Saved data entries >>
pub mod config;
pub mod history;
pub mod presenter;
pub mod session;
pub mod strategy;

pub use config::{MatchConfig, SeatingError};
pub use history::{MatchOutcome, RoundRecord, TrickRecord};
pub use presenter::{NullPresenter, Presenter};
pub use session::{Game, GameError};
pub use strategy::{PassContext, PlayContext, Strategy, StrategyError};
pub mod config;
pub mod logging;
pub mod presenter;
pub mod seating;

EXERCISE DESCRIPTION >> Line by line, copy the records exactly.

SOLUTION >>
pub mod config;
pub mod history;
pub mod presenter;
pub mod session;
pub mod strategy;

pub use config::{MatchConfig, SeatingError};
pub use history::{MatchOutcome, RoundRecord, TrickRecord};
pub use presenter::{NullPresenter, Presenter};
pub use session::{Game, GameError};
pub use strategy::{PassContext, PlayContext, Strategy, StrategyError};
pub mod config;
pub mod logging;
pub mod presenter;
pub mod seating;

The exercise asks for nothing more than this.